NOT many actors from a summer superhero movie would cite Shakespeare to justify their film’s existence. Then again, not many actors are The Amazing Spider-Man’s Rhys Ifans, a very unlikely person to grace a big-budget action extravaganza.
A classically-trained theatre performer who dropped off the Hollywood map for more than a decade, the Welsh actor, 43, presents an odd blend of thoughtful eloquence, rock ’n’ roll swagger and career ambivalence – not to mention an, er, high-mindedness about the work he’s doing.
‘‘There are these enduring, socially mirroring qualities that Spider-Man has that beg us to revisit him,’’ Ifans said when asked over breakfast why he thought the time was right for a new Spider-Man movie. ‘‘He’s in a sense a spokesman for every generation. And like all great albums, or movies, or pieces of literature, we revisit them. Hamlet is prepared dozens of times, and nobody ever says ‘Why the ... are we doing that again?’’’
Ifans is a key part of doing that again – that is, Etch-a-Sketching one of Hollywood’s most popular franchises just five years after it last appeared on the big screen. Improbably directed by the indie filmmaker Marc Webb ((500) Days of Summer), the movie is both a financial and tonal gamble. The Amazing Spider-Man tackles a familiar tale about the transformation of the ordinary teen Peter Parker – told by Sam Raimi to great creative and box-office effect beginning in 2002 – more intimately than the original.
Sony Pictures executives are crossing their fingers that they made the right decision with their $230million bet.
Ifans has plenty riding on the movie too. As Curt Connors, the lizard-morphing scientist who is Spidey’s chief rival, the actor has taken on the most prominent role of his enigmatic career.
After enchanting US audiences as Hugh Grant’s unkempt roommate in 1999’s Notting Hill, Ifans largely disappeared from the screen. He took minor roles in forgettable studio comedies (Little Nicky, anyone?) and larger parts in well-regarded but little-seen indies. Instead he concentrated on theatre and music in his native UK.
But in the past 18 months Ifans has been unexpectedly thrust back into the Hollywood spotlight. He’s played the editor of a wizard magazine in Harry Potter and the Deathly Hallows — Part 1; the Earl of Oxford in Roland Emmerich’s Shakespeare-flavored period drama Anonymous; and an unctuous professor competing for Emily Blunt’s affections in The Five-Year Engagement. He’ll next appear as a pining lover in the star-laden romance Serena.
‘‘Rhys is just way cooler than you are,’’ said The Hunger Games’ Jennifer Lawrence, who stars opposite Ifans in Serena. ‘‘It’s an effortless cool that makes you feel like a nerd; even his clothes make you feel like you should have worn something cooler.’’

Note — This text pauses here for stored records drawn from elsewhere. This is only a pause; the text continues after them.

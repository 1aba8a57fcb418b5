//! Whole-program execution: load, run, report.

use crate::asm::{self, LoadError, LoadOptions};
use crate::vm::{Comparator, EndKind, Machine, MachineError, MachineState, Register};
use serde::{Serialize, Serializer};
use std::fmt;
use std::io::{self, Write};
use thiserror::Error;

/// What running off the end of the program without `end` counts as.
#[derive(Debug, Clone, Copy, PartialEq, Eq, Default)]
pub enum EndPolicy {
    /// Only an explicit `end` succeeds.
    #[default]
    Strict,
    /// Running out of instructions succeeds too.
    Lenient,
}

/// Settings for a whole run.
#[derive(Debug, Clone, Copy, Default)]
pub struct RunConfig {
    /// Write the label table and a line per dispatched instruction.
    pub verbose: bool,
    pub load: LoadOptions,
    pub end_policy: EndPolicy,
    /// Stop after this many instructions, leaving the machine running.
    pub max_steps: Option<u64>,
}

/// Outcome of a run as seen by the caller.
#[derive(Debug, Clone, Copy, PartialEq, Eq, Serialize)]
#[serde(rename_all = "lowercase")]
pub enum ExitStatus {
    Ended,
    Faulted,
    /// The step cap was reached first.
    Running,
}

impl ExitStatus {
    /// Process exit code.
    pub fn code(self) -> i32 {
        match self {
            ExitStatus::Ended => 0,
            ExitStatus::Faulted | ExitStatus::Running => 1,
        }
    }
}

/// Final state of a run.
#[derive(Debug, Clone, Serialize)]
pub struct Report {
    pub a: i32,
    pub b: i32,
    pub c: i32,
    pub d: i32,
    pub comparator: Comparator,
    pub output: Vec<i32>,
    pub state: MachineState,
    pub steps: u64,
    /// Return locations still pending when the run stopped.
    pub pending_returns: usize,
    pub status: ExitStatus,
    #[serde(serialize_with = "serialize_fault")]
    pub fault: Option<MachineError>,
}

impl Report {
    fn new(machine: &Machine, fault: Option<MachineError>, policy: EndPolicy) -> Self {
        let status = match (machine.state, policy) {
            (MachineState::Ended(EndKind::Explicit), _) => ExitStatus::Ended,
            (MachineState::Ended(EndKind::Exhausted), EndPolicy::Lenient) => ExitStatus::Ended,
            (MachineState::Running, _) => ExitStatus::Running,
            _ => ExitStatus::Faulted,
        };
        Self {
            a: machine.register(Register::A),
            b: machine.register(Register::B),
            c: machine.register(Register::C),
            d: machine.register(Register::D),
            comparator: machine.comparator,
            output: machine.output().to_vec(),
            state: machine.state,
            steps: machine.steps,
            pending_returns: machine.stack.len(),
            status,
            fault,
        }
    }

    /// Register values in A, B, C, D order.
    pub fn registers(&self) -> [i32; 4] {
        [self.a, self.b, self.c, self.d]
    }
}

impl fmt::Display for Report {
    fn fmt(&self, f: &mut fmt::Formatter<'_>) -> fmt::Result {
        write!(
            f,
            "A: {}, B: {}, C: {}, D: {}, COMP: {}",
            self.a, self.b, self.c, self.d, self.comparator
        )
    }
}

fn serialize_fault<S: Serializer>(fault: &Option<MachineError>, s: S) -> Result<S::Ok, S::Error> {
    match fault {
        Some(e) => s.serialize_some(&e.to_string()),
        None => s.serialize_none(),
    }
}

/// Load and run `source`, collecting output in the report.
pub fn execute(source: &str, config: &RunConfig) -> Result<Report, Error> {
    execute_to(source, config, &mut io::sink())
}

/// Load and run `source`, writing `prnt` output (and the trace when
/// `config.verbose` is set) to `out`.
///
/// Only load and I/O failures are errors; a fault during execution is part
/// of the returned report.
pub fn execute_to<W: Write>(source: &str, config: &RunConfig, out: &mut W) -> Result<Report, Error> {
    let program = asm::load_with(source, &config.load)?;

    if config.verbose {
        writeln!(out, "Labels:")?;
        for (name, label) in program.labels().sorted() {
            writeln!(out, " - {} -> {:03} (line {})", name, label.index, label.line)?;
        }
        writeln!(out)?;
        writeln!(out, "Instructions:")?;
    }

    let mut machine = Machine::new(program);
    let mut fault = None;
    let limit = config.max_steps.unwrap_or(u64::MAX);

    while machine.is_running() && machine.steps < limit {
        match machine.step() {
            Ok(step) => {
                if config.verbose {
                    writeln!(out, " {}", step)?;
                } else if let crate::vm::Effect::Print(value) = step.effect {
                    writeln!(out, " > {}", value)?;
                }
            }
            Err(e) => {
                fault = Some(e);
            }
        }
    }

    if config.verbose && machine.is_running() {
        writeln!(out, " - stopped after {} steps", machine.steps)?;
    }

    if config.verbose && !machine.stack.is_empty() {
        writeln!(out, " - discarding {} pending return point(s)", machine.stack.len())?;
    }

    Ok(Report::new(&machine, fault, config.end_policy))
}

/// Run `source` against stdout and report the final state.
///
/// Output, faults and the final register line go to stdout; load errors to
/// stderr.
pub fn run(source: &str, verbose: bool) -> ExitStatus {
    let config = RunConfig { verbose, ..RunConfig::default() };
    let stdout = io::stdout();
    let mut out = stdout.lock();

    match execute_to(source, &config, &mut out) {
        Ok(report) => {
            if let Some(fault) = &report.fault {
                let _ = writeln!(out, "{}", fault);
            }
            let _ = writeln!(out, "{}", report);
            report.status
        }
        Err(e) => {
            eprintln!("{}", e);
            ExitStatus::Faulted
        }
    }
}

/// Errors that stop a run before it produces a report.
#[derive(Debug, Error)]
pub enum Error {
    #[error("load error: {0}")]
    Load(#[from] LoadError),

    #[error("I/O error: {0}")]
    Io(#[from] io::Error),
}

Sporting fashionable scruff and a necklace with a sword pendant dangling from it, Ifans’ breakfast appearance confirmed Lawrence’s description. His thin blond hair was stylishly bed-headed, and a pack of cigarettes was tucked into the pocket of his fashionably skinny slacks. Though he was relaxed and engaging, he could also sound a boastful note, suggesting at one point that he differs from the character of Don Juan, whom he once played on the London stage, because he reads Gabriel Garcia Marquez and, really, would Don Juan do that?
As he invoked Shakespeare to describe Spider-Man, Ifans was just getting going. ‘‘Not that I’m comparing ’Hamlet’ and ’Spider-Man’ in literary terms. But in archetypal terms they’re both very real and relevant figures. Hamlet is a youth grappling with the loss of his father, same as Spider-Man. It’s easy to say, ’Why is Sony doing this again?’, but (not) ‘Come on, Shakespeare, write another one’.’’
Precisely which celluloid characters merit new tales — and what liberties should be taken in their retelling — is the big question hovering over The Amazing Spider-Man. In this film, Connors is a mysterious amputee who knows what’s happened to Peter Parker’s father, his former partner. Uptight and smug, Connors conducts high-level genetic research about limb regeneration — until a risky self-experiment unleashes the beast within and turns him into a rampaging reptile.
Ifans said Spiderman’s journey was one we could all relate to at some stage in our lives.
‘‘He’s the kid next door; he’s you and me. We’ve all been there ... we’ve all been bullied to some extent. He’s overcoming something we’re all familiar with. So people feel they own him even more,’’ Ifans said.